[Stored items]
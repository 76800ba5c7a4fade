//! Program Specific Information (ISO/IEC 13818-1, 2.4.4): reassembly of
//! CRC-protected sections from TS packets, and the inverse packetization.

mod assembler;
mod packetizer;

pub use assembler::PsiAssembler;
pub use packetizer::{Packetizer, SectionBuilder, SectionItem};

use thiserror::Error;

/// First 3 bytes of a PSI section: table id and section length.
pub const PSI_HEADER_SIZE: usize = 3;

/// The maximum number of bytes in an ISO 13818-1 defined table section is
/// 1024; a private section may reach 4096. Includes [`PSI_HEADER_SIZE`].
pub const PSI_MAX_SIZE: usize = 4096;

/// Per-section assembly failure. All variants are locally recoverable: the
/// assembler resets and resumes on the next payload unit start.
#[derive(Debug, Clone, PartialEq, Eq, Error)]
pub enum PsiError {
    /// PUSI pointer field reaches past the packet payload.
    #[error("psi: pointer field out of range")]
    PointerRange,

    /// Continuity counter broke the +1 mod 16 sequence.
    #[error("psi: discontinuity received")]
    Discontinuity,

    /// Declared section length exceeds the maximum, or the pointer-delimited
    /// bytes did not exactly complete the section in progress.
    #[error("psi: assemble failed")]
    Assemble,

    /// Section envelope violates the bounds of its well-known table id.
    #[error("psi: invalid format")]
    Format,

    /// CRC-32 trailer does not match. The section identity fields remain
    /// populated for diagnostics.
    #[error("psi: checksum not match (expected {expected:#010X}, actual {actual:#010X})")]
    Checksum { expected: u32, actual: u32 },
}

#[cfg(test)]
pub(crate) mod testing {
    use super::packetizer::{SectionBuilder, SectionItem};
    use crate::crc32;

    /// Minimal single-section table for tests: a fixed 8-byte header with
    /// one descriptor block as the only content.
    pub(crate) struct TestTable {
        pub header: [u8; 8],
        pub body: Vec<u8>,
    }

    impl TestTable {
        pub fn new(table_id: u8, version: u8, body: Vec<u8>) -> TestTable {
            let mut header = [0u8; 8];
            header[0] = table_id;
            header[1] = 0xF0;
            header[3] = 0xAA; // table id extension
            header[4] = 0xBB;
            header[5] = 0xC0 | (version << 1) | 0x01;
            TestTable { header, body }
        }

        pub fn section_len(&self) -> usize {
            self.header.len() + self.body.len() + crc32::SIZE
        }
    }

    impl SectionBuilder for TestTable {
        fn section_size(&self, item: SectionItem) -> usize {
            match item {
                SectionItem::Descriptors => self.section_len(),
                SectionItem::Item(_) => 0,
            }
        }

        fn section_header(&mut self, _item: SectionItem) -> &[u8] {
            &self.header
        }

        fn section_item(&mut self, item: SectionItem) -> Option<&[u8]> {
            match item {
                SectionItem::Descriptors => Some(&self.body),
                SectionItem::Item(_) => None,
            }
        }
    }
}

● Task to complete
Repeat all the records. Match each line exactly.

● Finished exercise
repository 76800ba5c7a4fade
//! Program Specific Information (ISO/IEC 13818-1, 2.4.4): reassembly of
//! CRC-protected sections from TS packets, and the inverse packetization.

mod assembler;
mod packetizer;

pub use assembler::PsiAssembler;
pub use packetizer::{Packetizer, SectionBuilder, SectionItem};

use thiserror::Error;

/// First 3 bytes of a PSI section: table id and section length.
pub const PSI_HEADER_SIZE: usize = 3;

/// The maximum number of bytes in an ISO 13818-1 defined table section is
/// 1024; a private section may reach 4096. Includes [`PSI_HEADER_SIZE`].
pub const PSI_MAX_SIZE: usize = 4096;

/// Per-section assembly failure. All variants are locally recoverable: the
/// assembler resets and resumes on the next payload unit start.
#[derive(Debug, Clone, PartialEq, Eq, Error)]
pub enum PsiError {
    /// PUSI pointer field reaches past the packet payload.
    #[error("psi: pointer field out of range")]
    PointerRange,

    /// Continuity counter broke the +1 mod 16 sequence.
    #[error("psi: discontinuity received")]
    Discontinuity,

    /// Declared section length exceeds the maximum, or the pointer-delimited
    /// bytes did not exactly complete the section in progress.
    #[error("psi: assemble failed")]
    Assemble,

    /// Section envelope violates the bounds of its well-known table id.
    #[error("psi: invalid format")]
    Format,

    /// CRC-32 trailer does not match. The section identity fields remain
    /// populated for diagnostics.
    #[error("psi: checksum not match (expected {expected:#010X}, actual {actual:#010X})")]
    Checksum { expected: u32, actual: u32 },
}

#[cfg(test)]
pub(crate) mod testing {
    use super::packetizer::{SectionBuilder, SectionItem};
    use crate::crc32;

    /// Minimal single-section table for tests: a fixed 8-byte header with
    /// one descriptor block as the only content.
    pub(crate) struct TestTable {
        pub header: [u8; 8],
        pub body: Vec<u8>,
    }

    impl TestTable {
        pub fn new(table_id: u8, version: u8, body: Vec<u8>) -> TestTable {
            let mut header = [0u8; 8];
            header[0] = table_id;
            header[1] = 0xF0;
            header[3] = 0xAA; // table id extension
            header[4] = 0xBB;
            header[5] = 0xC0 | (version << 1) | 0x01;
            TestTable { header, body }
        }

        pub fn section_len(&self) -> usize {
            self.header.len() + self.body.len() + crc32::SIZE
        }
    }

    impl SectionBuilder for TestTable {
        fn section_size(&self, item: SectionItem) -> usize {
            match item {
                SectionItem::Descriptors => self.section_len(),
                SectionItem::Item(_) => 0,
            }
        }

        fn section_header(&mut self, _item: SectionItem) -> &[u8] {
            &self.header
        }

        fn section_item(&mut self, item: SectionItem) -> Option<&[u8]> {
            match item {
                SectionItem::Descriptors => Some(&self.body),
                SectionItem::Item(_) => None,
            }
        }
    }
}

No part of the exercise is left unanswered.